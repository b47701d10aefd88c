use crate::backend::RenderBackend;
use crate::error::RenderError;
use crate::frame::{CLEAR_COLOR, FrameUniforms};
use crate::gl::GlowContext;
use crate::mesh::TRIANGLE;
use std::path::Path;
use trigon_shader::{FsSourceLoader, ReloadStatus, ShaderProgram, SourceLoader};

/// Draws the colored triangle with a hot-reloadable shader program.
pub struct TriangleRenderer<G: RenderBackend = GlowContext, L: SourceLoader = FsSourceLoader> {
    program: ShaderProgram<G, L>,
    mesh: G::Mesh,
}

impl<G: RenderBackend> TriangleRenderer<G> {
    /// Builds the program from files on disk and uploads the mesh. Any
    /// failure here is fatal: there is no previous program to fall back to.
    pub fn new(gpu: &G, vertex: &Path, fragment: &Path) -> Result<Self, RenderError> {
        let program = ShaderProgram::from_files(gpu, vertex, fragment)?;
        Self::with_program(gpu, program)
    }
}

impl<G: RenderBackend, L: SourceLoader> TriangleRenderer<G, L> {
    /// Takes an already loaded program and uploads the mesh.
    pub fn with_program(gpu: &G, program: ShaderProgram<G, L>) -> Result<Self, RenderError> {
        let mesh = match gpu.upload_mesh(&TRIANGLE) {
            Ok(mesh) => mesh,
            Err(err) => {
                program.destroy(gpu);
                return Err(err);
            }
        };
        gpu.enable_depth_test();
        Ok(Self { program, mesh })
    }

    /// Polls for shader edits, then draws one frame.
    pub fn render(&mut self, gpu: &G, uniforms: &FrameUniforms) -> ReloadStatus {
        let status = self.program.reload_if_changed(gpu);
        gpu.clear(CLEAR_COLOR);
        if let Err(err) = self.draw(gpu, uniforms) {
            tracing::warn!("skipping draw: {err}");
        }
        self.program.unbind(gpu);
        status
    }

    fn draw(&mut self, gpu: &G, uniforms: &FrameUniforms) -> Result<(), RenderError> {
        self.program.bind(gpu)?;
        self.program.set_uniform(gpu, "u_model", uniforms.model)?;
        self.program.set_uniform(gpu, "u_view", uniforms.view)?;
        self.program.set_uniform(gpu, "u_projection", uniforms.projection)?;
        self.program.set_uniform(gpu, "u_time", uniforms.time)?;
        gpu.draw_mesh(&self.mesh);
        Ok(())
    }

    pub fn destroy(self, gpu: &G) {
        gpu.delete_mesh(self.mesh);
        self.program.destroy(gpu);
    }
}

#[cfg(test)]
mod tests {
    use super::*;
    use crate::frame::Projection;
    use std::cell::{Cell, RefCell};
    use trigon_input::Camera;
    use trigon_shader::{GpuContext, MemorySourceLoader, ShaderStage, UniformValue};

    const VERT: &str = "#version 330 core\nvoid main() {}\n";
    const FRAG: &str = "#version 330 core\nvoid main() {}\n";

    /// Logs every backend call in order. Any source containing `broken`
    /// fails to compile.
    #[derive(Default)]
    struct CallLog {
        calls: RefCell<Vec<String>>,
        next_id: Cell<u32>,
    }

    impl CallLog {
        fn push(&self, call: impl Into<String>) {
            self.calls.borrow_mut().push(call.into());
        }

        fn take(&self) -> Vec<String> {
            std::mem::take(&mut *self.calls.borrow_mut())
        }

        fn allocate(&self) -> u32 {
            self.next_id.set(self.next_id.get() + 1);
            self.next_id.get()
        }
    }

    impl GpuContext for CallLog {
        type Stage = u32;
        type Program = u32;
        type Location = String;

        fn compile_stage(&self, stage: ShaderStage, source: &str) -> Result<u32, String> {
            self.push(format!("compile {stage}"));
            if source.contains("broken") {
                return Err(String::from("syntax error"));
            }
            Ok(self.allocate())
        }

        fn link_program(&self, _vertex: u32, _fragment: u32) -> Result<u32, String> {
            let id = self.allocate();
            self.push(format!("link {id}"));
            Ok(id)
        }

        fn delete_stage(&self, _stage: u32) {}

        fn delete_program(&self, program: u32) {
            self.push(format!("delete program {program}"));
        }

        fn use_program(&self, program: Option<u32>) {
            match program {
                Some(id) => self.push(format!("use {id}")),
                None => self.push("use none"),
            }
        }

        fn uniform_location(&self, _program: u32, name: &str) -> Option<String> {
            Some(name.to_owned())
        }

        fn upload_uniform(&self, location: &String, _value: UniformValue) {
            self.push(format!("uniform {location}"));
        }
    }

    impl RenderBackend for CallLog {
        type Mesh = usize;

        fn upload_mesh(&self, vertices: &[crate::mesh::Vertex]) -> Result<usize, RenderError> {
            self.push("upload mesh");
            Ok(vertices.len())
        }

        fn draw_mesh(&self, mesh: &usize) {
            self.push(format!("draw {mesh}"));
        }

        fn delete_mesh(&self, _mesh: usize) {
            self.push("delete mesh");
        }

        fn clear(&self, _color: [f32; 4]) {
            self.push("clear");
        }

        fn enable_depth_test(&self) {
            self.push("depth test");
        }
    }

    fn renderer<'a>(
        gpu: &CallLog,
        files: &'a MemorySourceLoader,
    ) -> TriangleRenderer<CallLog, &'a MemorySourceLoader> {
        let mut program = ShaderProgram::with_loader(files);
        program.load(gpu, "tri.vert", "tri.frag").unwrap();
        let renderer = TriangleRenderer::with_program(gpu, program).unwrap();
        gpu.take();
        renderer
    }

    fn sources() -> MemorySourceLoader {
        let files = MemorySourceLoader::new();
        files.write("tri.vert", VERT);
        files.write("tri.frag", FRAG);
        files
    }

    fn uniforms() -> FrameUniforms {
        FrameUniforms::new(&Camera::default(), &Projection::default(), (640, 480), 0.5)
    }

    #[test]
    fn construction_uploads_mesh_and_enables_depth() {
        let gpu = CallLog::default();
        let files = sources();
        let mut program = ShaderProgram::with_loader(&files);
        program.load(&gpu, "tri.vert", "tri.frag").unwrap();
        gpu.take();

        let _renderer = TriangleRenderer::with_program(&gpu, program).unwrap();
        assert_eq!(gpu.take(), ["upload mesh", "depth test"]);
    }

    #[test]
    fn frame_runs_in_order() {
        let gpu = CallLog::default();
        let files = sources();
        let mut renderer = renderer(&gpu, &files);

        let status = renderer.render(&gpu, &uniforms());
        assert!(matches!(status, ReloadStatus::Unchanged));
        assert_eq!(
            gpu.take(),
            [
                "clear",
                "use 3",
                "uniform u_model",
                "uniform u_view",
                "uniform u_projection",
                "uniform u_time",
                "draw 3",
                "use none",
            ]
        );
    }

    #[test]
    fn reload_happens_before_clear() {
        let gpu = CallLog::default();
        let files = sources();
        let mut renderer = renderer(&gpu, &files);
        files.touch("tri.frag");

        let status = renderer.render(&gpu, &uniforms());
        assert!(matches!(status, ReloadStatus::Reloaded));
        let calls = gpu.take();
        assert_eq!(
            &calls[..5],
            [
                "compile vertex",
                "compile fragment",
                "link 6",
                "delete program 3",
                "clear",
            ]
        );
        assert_eq!(calls[5], "use 6");
    }

    #[test]
    fn failed_reload_still_draws_previous_program() {
        let gpu = CallLog::default();
        let files = sources();
        let mut renderer = renderer(&gpu, &files);
        files.write("tri.vert", "broken");

        let status = renderer.render(&gpu, &uniforms());
        assert!(matches!(status, ReloadStatus::Failed(_)));
        let calls = gpu.take();
        assert_eq!(calls[0], "compile vertex");
        assert_eq!(calls[1], "clear");
        assert_eq!(calls[2], "use 3");
        assert!(calls.contains(&String::from("draw 3")));
        assert_eq!(calls.last().map(String::as_str), Some("use none"));
    }

    #[test]
    fn destroy_releases_mesh_and_program() {
        let gpu = CallLog::default();
        let files = sources();
        let renderer = renderer(&gpu, &files);

        renderer.destroy(&gpu);
        assert_eq!(gpu.take(), ["delete mesh", "delete program 3"]);
    }
}
use crate::error::RenderError;
use crate::mesh::Vertex;
use trigon_shader::GpuContext;

/// What the frame renderer needs beyond shader programs: framebuffer
/// clearing and mesh storage.
pub trait RenderBackend: GpuContext {
    /// A mesh resident on the GPU.
    type Mesh;

    fn upload_mesh(&self, vertices: &[Vertex]) -> Result<Self::Mesh, RenderError>;

    fn draw_mesh(&self, mesh: &Self::Mesh);

    fn delete_mesh(&self, mesh: Self::Mesh);

    /// Clears color and depth.
    fn clear(&self, color: [f32; 4]);

    fn enable_depth_test(&self);
}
- - -
**TASK OBJECTIVE:**
Extract exactly the leading lines of the data, stopping at and including the line with "hot-reloadable shader program.".

**THE ANSWER:**
repository b47701d10aefd88c
use crate::backend::RenderBackend;
use crate::error::RenderError;
use crate::frame::{CLEAR_COLOR, FrameUniforms};
use crate::gl::GlowContext;
use crate::mesh::TRIANGLE;
use std::path::Path;
use trigon_shader::{FsSourceLoader, ReloadStatus, ShaderProgram, SourceLoader};

/// Draws the colored triangle with a hot-reloadable shader program.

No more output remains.